ACTIVITY: Among the entries below, one stretch runs from the line that contains "In-process document store." through the line that contains "use async_trait::async_trait;". Repeat that stretch exactly, ends included, and only that.

### EXCERPTED DATA

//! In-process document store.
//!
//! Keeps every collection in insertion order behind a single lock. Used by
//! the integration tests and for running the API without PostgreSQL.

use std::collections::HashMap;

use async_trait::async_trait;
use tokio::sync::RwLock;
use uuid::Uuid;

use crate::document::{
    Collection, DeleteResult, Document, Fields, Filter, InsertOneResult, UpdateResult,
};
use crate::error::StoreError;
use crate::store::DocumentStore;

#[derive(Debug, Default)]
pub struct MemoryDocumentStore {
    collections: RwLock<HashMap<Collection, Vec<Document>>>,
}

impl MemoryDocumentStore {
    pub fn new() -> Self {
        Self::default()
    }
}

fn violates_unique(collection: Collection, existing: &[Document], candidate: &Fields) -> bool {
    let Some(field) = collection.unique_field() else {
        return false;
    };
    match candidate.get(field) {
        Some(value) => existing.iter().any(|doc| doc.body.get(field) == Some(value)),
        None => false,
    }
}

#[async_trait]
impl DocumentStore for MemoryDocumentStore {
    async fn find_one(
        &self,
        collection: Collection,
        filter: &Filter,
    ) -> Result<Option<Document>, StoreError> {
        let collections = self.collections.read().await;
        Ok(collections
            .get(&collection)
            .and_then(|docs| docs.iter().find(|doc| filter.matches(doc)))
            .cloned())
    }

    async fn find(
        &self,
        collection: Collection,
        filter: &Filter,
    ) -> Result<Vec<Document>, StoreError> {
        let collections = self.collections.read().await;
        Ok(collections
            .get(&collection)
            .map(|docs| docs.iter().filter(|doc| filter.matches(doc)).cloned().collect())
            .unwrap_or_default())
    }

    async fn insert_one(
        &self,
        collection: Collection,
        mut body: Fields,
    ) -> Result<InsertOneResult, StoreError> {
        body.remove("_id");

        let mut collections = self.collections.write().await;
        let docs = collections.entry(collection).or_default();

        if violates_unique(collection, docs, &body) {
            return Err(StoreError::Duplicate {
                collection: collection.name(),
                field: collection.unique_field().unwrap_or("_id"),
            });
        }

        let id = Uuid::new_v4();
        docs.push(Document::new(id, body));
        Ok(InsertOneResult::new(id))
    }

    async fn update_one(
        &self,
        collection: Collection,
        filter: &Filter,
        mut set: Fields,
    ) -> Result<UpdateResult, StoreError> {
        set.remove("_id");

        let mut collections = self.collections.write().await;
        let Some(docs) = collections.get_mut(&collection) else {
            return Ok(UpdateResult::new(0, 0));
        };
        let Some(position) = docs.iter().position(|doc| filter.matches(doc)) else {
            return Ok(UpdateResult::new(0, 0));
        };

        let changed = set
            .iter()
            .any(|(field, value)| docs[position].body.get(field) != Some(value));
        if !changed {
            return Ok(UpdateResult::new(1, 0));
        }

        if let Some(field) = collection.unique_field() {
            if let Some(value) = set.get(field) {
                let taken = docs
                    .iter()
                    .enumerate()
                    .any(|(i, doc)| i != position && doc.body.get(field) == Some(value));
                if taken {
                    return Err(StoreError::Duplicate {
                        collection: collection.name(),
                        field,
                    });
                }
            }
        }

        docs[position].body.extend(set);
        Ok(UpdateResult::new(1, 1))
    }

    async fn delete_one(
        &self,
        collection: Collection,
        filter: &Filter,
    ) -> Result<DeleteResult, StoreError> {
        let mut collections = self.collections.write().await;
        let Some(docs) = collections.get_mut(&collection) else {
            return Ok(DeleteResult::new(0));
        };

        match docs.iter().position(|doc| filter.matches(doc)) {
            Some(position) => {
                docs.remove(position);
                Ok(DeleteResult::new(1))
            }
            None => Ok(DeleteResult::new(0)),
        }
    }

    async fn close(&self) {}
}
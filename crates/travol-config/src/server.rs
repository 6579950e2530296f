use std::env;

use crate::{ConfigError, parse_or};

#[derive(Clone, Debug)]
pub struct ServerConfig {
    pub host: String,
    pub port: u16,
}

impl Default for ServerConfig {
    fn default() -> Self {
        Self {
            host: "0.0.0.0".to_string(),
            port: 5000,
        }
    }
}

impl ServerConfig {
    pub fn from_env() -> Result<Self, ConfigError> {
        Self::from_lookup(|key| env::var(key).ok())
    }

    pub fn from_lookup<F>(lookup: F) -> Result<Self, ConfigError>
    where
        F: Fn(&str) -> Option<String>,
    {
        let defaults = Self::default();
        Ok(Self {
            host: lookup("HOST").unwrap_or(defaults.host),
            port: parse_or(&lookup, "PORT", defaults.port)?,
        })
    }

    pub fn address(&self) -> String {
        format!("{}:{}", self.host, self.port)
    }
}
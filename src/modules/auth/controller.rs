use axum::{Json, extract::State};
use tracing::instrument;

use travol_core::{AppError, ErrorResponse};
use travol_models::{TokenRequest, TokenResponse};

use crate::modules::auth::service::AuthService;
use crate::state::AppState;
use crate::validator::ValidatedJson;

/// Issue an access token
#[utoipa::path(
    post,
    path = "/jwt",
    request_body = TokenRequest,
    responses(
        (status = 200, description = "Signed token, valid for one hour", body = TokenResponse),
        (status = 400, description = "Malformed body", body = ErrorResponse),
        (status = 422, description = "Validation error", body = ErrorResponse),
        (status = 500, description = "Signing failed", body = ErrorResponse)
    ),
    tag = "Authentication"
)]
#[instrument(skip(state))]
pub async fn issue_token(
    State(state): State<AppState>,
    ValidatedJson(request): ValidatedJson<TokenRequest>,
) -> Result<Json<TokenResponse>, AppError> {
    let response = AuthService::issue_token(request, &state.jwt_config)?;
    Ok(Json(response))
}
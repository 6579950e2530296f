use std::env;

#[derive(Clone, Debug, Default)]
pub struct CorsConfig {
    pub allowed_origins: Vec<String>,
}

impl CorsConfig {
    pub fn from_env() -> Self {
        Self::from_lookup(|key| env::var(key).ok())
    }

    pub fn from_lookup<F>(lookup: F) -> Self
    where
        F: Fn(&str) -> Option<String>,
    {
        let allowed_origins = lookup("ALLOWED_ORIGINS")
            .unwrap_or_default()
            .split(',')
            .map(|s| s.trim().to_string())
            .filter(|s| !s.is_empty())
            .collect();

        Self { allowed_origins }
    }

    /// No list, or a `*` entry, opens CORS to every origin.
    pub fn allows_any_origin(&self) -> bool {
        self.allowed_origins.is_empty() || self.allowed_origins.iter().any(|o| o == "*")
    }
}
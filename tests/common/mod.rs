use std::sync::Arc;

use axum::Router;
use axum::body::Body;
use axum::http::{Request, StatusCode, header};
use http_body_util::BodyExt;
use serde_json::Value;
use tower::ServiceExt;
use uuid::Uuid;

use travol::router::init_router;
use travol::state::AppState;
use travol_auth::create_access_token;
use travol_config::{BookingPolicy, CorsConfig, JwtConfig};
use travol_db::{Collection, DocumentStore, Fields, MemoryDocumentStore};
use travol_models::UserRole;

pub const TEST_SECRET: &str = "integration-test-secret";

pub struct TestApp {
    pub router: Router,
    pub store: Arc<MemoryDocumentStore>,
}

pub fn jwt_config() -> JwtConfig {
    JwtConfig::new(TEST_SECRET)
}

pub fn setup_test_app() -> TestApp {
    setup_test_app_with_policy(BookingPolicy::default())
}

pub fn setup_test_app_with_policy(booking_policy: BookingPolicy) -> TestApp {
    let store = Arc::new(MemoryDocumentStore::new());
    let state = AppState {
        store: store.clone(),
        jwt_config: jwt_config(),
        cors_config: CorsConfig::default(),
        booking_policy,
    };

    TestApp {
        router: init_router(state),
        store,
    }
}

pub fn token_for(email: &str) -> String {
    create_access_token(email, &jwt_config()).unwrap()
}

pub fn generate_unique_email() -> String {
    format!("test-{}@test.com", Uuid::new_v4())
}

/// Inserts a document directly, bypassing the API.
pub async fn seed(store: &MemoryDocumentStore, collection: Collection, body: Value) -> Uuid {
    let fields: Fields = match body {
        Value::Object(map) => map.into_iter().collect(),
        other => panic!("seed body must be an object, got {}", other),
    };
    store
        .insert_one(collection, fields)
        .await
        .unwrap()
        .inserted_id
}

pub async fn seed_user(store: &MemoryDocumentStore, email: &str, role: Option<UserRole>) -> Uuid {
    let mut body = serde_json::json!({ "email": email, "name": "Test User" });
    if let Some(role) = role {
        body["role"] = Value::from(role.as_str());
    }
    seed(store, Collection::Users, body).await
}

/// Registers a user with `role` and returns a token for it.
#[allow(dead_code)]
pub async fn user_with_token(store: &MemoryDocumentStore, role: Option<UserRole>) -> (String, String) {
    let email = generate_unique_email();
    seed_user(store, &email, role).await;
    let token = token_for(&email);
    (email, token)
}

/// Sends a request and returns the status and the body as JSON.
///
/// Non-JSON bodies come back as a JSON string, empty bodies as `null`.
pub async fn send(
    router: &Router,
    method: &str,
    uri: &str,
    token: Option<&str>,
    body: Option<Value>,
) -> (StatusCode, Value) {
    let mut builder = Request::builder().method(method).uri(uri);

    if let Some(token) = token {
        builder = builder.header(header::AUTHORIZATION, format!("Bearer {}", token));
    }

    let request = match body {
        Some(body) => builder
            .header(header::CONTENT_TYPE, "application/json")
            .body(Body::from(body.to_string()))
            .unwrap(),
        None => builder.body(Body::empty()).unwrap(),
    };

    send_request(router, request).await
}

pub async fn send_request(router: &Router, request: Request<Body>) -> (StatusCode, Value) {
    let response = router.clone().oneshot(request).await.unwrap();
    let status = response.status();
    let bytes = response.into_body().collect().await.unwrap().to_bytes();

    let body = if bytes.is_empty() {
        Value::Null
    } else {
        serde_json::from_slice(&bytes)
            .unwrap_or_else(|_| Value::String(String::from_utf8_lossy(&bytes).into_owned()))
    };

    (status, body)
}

######
### EXCERPTED DATA

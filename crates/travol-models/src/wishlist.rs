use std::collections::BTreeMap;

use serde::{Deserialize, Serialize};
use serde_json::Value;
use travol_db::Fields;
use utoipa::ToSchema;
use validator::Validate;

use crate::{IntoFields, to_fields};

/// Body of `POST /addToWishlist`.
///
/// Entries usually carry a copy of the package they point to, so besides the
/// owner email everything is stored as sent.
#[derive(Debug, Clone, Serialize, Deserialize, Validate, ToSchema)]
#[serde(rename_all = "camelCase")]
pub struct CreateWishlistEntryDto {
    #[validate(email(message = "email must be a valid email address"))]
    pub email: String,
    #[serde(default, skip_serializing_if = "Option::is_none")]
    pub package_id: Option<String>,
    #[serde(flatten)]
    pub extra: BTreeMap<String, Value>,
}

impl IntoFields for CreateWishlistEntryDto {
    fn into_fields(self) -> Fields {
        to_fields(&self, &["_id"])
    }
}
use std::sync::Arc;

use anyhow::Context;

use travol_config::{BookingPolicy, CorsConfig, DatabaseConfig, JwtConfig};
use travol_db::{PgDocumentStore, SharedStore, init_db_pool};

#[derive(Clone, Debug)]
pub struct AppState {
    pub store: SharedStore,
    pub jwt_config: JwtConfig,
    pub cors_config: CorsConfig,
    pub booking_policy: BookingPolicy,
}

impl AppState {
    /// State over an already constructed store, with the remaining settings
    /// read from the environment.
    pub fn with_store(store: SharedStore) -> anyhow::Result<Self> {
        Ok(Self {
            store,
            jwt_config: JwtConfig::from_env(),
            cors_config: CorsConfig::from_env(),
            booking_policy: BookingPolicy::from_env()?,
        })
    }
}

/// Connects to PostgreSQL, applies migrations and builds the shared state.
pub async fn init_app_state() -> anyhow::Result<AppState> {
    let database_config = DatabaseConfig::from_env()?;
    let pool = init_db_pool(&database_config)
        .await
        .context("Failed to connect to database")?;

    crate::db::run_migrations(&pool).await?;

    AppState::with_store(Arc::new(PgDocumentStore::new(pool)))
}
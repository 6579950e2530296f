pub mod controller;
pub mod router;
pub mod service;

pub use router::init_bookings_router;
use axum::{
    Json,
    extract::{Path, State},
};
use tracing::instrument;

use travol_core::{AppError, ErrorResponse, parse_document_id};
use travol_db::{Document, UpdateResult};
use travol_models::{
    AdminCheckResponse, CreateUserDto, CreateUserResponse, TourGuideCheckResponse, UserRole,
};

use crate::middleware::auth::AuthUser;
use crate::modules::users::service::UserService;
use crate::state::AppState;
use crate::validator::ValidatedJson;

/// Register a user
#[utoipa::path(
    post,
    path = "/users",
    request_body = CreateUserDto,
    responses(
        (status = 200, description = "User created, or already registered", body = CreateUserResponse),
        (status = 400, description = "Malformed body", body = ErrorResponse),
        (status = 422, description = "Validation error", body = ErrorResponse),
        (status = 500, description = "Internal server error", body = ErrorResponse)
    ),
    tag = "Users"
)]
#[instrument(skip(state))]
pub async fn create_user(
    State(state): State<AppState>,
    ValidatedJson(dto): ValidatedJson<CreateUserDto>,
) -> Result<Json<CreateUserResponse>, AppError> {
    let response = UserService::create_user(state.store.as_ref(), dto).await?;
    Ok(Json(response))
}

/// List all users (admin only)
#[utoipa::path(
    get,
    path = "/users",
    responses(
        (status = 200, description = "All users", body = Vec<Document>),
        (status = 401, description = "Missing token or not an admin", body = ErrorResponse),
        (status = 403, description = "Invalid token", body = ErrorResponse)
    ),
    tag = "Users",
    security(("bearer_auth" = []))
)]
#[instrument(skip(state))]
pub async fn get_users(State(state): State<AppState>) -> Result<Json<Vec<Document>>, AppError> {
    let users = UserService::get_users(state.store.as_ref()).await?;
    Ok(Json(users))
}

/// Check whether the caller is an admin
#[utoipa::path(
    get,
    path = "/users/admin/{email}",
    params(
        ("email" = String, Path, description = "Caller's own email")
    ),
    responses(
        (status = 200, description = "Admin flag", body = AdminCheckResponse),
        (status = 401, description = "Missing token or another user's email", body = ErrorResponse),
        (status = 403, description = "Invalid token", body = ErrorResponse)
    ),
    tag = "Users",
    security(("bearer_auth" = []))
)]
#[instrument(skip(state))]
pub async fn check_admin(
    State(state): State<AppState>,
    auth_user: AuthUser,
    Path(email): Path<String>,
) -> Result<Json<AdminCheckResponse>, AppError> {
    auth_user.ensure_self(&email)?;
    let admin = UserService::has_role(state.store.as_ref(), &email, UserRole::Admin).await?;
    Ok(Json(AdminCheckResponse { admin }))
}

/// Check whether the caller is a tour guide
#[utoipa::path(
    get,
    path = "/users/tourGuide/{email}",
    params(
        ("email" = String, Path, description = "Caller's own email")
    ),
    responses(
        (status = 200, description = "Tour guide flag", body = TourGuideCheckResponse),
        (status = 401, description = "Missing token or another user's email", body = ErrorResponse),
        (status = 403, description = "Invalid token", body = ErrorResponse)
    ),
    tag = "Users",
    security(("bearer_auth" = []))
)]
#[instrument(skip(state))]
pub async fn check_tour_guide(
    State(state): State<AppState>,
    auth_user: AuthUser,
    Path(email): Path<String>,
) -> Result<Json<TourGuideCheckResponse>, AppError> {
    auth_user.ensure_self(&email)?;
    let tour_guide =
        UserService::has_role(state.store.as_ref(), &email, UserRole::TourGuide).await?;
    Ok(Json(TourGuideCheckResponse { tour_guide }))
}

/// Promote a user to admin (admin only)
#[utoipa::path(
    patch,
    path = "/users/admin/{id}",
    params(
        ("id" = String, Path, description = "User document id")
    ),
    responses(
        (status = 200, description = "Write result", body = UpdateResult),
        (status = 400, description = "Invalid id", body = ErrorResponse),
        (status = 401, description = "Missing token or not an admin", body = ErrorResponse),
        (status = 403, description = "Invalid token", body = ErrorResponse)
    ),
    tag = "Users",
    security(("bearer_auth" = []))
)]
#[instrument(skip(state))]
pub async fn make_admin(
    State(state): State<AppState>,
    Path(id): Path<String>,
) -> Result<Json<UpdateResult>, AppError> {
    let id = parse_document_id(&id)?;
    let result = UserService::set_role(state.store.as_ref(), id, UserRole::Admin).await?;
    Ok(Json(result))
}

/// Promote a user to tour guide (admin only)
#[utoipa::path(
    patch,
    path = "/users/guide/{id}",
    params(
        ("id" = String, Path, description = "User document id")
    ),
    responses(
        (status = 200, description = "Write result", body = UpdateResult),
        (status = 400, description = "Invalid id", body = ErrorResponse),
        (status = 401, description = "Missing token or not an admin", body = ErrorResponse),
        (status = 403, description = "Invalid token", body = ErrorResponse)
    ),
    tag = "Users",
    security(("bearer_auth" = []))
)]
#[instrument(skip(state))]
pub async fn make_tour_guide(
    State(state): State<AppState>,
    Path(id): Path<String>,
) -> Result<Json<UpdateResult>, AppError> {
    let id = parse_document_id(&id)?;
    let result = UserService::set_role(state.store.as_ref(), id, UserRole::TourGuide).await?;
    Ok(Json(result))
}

######

ANSWER BOX:
//! In-process document store.
//!
//! Keeps every collection in insertion order behind a single lock. Used by
//! the integration tests and for running the API without PostgreSQL.

use std::collections::HashMap;

use async_trait::async_trait;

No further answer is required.